• **WORK INSTRUCTION**
Across the following data, state how many lines include the word "after". Provide the number alone.

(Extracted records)
....

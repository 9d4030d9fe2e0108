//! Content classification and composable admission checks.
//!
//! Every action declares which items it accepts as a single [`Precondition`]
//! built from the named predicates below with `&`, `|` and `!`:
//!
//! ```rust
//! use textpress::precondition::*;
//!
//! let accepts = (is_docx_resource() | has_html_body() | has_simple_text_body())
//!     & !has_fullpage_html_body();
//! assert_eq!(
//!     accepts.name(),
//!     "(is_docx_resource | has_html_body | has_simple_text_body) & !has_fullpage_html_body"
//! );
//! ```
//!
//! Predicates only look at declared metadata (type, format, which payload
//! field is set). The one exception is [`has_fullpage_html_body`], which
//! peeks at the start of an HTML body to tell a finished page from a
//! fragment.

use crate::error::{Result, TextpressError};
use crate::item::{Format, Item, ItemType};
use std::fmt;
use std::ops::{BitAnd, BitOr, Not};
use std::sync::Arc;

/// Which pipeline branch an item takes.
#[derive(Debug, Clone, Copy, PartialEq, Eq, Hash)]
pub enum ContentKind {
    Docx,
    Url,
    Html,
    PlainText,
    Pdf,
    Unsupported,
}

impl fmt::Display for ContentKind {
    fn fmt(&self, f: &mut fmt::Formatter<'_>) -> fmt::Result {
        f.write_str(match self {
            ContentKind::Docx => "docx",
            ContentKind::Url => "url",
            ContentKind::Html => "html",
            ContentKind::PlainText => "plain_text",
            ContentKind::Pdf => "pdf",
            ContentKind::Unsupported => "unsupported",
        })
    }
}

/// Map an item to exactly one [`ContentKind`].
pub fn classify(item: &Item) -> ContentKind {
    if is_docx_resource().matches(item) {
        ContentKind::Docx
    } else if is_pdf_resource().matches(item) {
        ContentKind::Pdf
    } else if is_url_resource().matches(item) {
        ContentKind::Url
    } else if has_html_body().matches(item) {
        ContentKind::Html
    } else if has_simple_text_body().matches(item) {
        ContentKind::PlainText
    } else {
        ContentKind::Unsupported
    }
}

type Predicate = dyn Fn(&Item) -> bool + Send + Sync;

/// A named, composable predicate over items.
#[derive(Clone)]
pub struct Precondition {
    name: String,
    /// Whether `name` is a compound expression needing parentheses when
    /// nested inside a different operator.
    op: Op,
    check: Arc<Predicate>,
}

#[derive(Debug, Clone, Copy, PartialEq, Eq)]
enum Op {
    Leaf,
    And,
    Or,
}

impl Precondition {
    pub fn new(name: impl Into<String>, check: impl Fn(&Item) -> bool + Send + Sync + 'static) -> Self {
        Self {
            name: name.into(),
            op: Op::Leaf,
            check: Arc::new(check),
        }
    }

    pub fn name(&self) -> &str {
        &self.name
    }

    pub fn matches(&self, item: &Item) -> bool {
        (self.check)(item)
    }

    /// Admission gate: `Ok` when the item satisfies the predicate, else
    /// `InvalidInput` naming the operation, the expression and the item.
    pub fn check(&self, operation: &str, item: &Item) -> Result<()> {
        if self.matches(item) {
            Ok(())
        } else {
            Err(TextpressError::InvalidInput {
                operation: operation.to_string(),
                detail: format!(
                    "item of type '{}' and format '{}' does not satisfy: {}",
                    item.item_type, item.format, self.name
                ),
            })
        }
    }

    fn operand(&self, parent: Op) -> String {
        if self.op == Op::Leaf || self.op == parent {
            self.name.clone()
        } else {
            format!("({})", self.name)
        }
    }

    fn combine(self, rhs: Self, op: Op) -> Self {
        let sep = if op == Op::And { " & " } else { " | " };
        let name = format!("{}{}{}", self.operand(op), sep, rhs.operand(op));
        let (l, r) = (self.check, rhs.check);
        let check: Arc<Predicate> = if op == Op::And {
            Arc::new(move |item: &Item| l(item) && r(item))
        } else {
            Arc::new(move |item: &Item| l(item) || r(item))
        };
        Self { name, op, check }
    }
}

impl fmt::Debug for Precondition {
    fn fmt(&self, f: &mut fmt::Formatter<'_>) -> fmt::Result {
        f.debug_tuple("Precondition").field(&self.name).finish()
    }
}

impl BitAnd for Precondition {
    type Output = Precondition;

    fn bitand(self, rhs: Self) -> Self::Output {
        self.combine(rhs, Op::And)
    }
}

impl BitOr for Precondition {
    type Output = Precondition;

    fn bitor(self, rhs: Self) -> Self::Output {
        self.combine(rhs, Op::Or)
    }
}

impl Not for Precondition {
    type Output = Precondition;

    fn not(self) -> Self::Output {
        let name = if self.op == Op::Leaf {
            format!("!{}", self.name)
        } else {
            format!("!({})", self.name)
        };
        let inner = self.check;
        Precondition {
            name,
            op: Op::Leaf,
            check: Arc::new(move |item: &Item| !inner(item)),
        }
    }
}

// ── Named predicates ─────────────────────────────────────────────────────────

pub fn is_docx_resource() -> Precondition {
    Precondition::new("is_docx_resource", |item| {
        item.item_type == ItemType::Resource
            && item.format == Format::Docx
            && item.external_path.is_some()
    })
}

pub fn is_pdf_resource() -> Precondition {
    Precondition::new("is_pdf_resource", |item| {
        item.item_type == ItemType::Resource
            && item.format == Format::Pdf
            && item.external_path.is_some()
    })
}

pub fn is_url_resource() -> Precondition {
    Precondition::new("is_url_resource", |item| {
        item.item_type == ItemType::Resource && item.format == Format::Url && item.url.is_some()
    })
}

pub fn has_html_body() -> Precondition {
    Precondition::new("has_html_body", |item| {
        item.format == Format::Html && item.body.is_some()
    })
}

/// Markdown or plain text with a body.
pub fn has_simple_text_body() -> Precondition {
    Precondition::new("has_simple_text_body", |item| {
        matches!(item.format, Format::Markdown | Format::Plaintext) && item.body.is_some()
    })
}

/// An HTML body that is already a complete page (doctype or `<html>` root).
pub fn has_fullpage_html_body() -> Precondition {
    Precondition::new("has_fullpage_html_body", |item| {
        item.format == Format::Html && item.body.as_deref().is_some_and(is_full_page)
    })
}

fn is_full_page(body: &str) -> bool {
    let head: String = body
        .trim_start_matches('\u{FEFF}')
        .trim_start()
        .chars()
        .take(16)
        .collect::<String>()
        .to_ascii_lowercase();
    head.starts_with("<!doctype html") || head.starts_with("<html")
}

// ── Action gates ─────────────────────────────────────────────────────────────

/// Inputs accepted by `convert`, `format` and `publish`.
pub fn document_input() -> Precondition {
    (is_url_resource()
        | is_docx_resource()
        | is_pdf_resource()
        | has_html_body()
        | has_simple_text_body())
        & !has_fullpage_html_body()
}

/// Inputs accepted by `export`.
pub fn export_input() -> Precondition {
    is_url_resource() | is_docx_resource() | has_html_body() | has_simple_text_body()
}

....

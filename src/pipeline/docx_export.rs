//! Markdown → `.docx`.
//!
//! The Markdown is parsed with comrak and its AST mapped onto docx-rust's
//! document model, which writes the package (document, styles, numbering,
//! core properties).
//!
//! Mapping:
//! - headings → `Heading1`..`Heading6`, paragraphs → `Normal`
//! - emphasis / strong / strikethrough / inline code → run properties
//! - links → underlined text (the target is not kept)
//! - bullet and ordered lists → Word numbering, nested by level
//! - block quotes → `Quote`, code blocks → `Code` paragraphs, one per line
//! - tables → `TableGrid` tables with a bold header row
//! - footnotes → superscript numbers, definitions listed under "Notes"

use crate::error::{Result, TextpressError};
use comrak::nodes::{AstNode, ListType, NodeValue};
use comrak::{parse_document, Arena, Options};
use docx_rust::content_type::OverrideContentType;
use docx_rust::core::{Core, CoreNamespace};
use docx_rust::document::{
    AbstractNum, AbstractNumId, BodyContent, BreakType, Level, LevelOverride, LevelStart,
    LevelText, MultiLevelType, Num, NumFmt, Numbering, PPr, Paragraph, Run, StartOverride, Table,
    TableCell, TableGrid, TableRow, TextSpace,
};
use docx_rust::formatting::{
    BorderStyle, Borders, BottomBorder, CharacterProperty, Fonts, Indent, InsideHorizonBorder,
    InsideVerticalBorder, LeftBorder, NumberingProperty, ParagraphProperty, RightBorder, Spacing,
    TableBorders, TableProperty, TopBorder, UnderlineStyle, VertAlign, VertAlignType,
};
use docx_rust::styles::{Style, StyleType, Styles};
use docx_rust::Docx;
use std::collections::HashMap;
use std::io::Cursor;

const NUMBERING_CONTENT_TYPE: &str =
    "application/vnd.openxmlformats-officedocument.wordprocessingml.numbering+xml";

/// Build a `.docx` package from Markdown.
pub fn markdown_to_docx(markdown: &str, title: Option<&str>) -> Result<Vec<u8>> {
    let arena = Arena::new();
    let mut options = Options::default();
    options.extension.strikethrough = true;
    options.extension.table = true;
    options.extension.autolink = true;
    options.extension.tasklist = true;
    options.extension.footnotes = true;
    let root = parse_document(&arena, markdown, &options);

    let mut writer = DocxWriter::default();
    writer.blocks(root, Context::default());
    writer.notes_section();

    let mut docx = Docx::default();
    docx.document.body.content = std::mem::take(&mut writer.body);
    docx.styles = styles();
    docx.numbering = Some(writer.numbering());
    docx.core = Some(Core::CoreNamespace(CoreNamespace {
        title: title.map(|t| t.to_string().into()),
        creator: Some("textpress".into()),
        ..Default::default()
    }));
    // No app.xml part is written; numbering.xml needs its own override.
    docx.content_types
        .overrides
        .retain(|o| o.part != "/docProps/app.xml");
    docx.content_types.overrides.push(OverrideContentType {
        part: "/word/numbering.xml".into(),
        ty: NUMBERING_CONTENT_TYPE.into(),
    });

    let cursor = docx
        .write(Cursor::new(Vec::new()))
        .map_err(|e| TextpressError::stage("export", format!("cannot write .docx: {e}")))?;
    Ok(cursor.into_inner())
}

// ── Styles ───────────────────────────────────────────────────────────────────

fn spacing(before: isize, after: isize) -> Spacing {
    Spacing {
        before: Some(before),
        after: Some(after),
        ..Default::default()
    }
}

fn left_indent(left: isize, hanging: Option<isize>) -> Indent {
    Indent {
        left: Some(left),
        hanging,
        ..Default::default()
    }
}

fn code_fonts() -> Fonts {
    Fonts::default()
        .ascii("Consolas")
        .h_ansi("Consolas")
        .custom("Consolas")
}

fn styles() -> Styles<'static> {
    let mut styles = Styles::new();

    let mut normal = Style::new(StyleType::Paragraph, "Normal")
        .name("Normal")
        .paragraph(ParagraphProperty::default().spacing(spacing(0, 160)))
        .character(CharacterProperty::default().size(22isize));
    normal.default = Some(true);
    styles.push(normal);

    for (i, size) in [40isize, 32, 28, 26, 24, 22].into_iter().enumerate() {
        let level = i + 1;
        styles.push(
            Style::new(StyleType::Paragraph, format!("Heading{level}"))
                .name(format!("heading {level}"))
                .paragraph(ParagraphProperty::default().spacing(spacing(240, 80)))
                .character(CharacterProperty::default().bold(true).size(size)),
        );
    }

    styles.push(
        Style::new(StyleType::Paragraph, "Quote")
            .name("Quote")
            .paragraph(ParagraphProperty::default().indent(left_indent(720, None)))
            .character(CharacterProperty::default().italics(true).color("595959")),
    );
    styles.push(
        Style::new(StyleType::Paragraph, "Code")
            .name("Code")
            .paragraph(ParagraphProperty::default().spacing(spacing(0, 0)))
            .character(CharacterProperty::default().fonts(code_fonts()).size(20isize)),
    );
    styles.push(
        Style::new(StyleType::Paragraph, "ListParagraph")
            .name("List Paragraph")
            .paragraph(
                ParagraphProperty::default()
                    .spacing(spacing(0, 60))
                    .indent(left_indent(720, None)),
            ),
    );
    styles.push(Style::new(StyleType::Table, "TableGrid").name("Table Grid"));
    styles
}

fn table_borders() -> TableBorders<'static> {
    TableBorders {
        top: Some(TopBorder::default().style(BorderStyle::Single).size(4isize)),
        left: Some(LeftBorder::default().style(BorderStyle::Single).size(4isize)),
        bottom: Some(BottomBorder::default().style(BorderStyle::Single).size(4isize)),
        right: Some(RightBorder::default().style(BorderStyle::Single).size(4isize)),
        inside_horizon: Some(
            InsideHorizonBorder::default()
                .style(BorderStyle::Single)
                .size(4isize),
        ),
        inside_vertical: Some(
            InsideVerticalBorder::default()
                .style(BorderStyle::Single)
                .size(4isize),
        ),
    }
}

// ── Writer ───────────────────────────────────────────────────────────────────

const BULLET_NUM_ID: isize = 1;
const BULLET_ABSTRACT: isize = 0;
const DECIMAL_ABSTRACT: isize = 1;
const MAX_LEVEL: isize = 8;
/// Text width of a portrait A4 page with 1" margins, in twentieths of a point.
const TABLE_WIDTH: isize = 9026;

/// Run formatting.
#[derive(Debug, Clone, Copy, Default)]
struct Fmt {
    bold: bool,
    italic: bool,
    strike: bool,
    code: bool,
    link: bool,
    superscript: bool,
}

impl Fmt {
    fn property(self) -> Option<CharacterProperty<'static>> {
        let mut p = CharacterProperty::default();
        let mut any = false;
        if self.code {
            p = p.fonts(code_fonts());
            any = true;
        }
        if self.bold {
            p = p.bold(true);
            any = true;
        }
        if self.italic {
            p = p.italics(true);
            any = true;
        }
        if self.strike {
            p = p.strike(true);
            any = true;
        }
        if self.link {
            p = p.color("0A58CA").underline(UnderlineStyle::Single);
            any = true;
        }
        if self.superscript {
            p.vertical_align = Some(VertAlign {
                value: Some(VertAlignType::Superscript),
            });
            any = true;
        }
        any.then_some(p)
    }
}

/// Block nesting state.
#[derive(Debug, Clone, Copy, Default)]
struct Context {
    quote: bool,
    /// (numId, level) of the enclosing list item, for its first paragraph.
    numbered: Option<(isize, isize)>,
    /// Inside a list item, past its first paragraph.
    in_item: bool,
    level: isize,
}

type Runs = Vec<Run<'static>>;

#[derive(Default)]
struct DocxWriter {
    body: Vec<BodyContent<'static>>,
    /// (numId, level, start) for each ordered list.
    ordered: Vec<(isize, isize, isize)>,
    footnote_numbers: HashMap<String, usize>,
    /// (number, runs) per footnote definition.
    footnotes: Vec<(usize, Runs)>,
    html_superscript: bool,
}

....

• **OUTPUT OF THE TASK**
2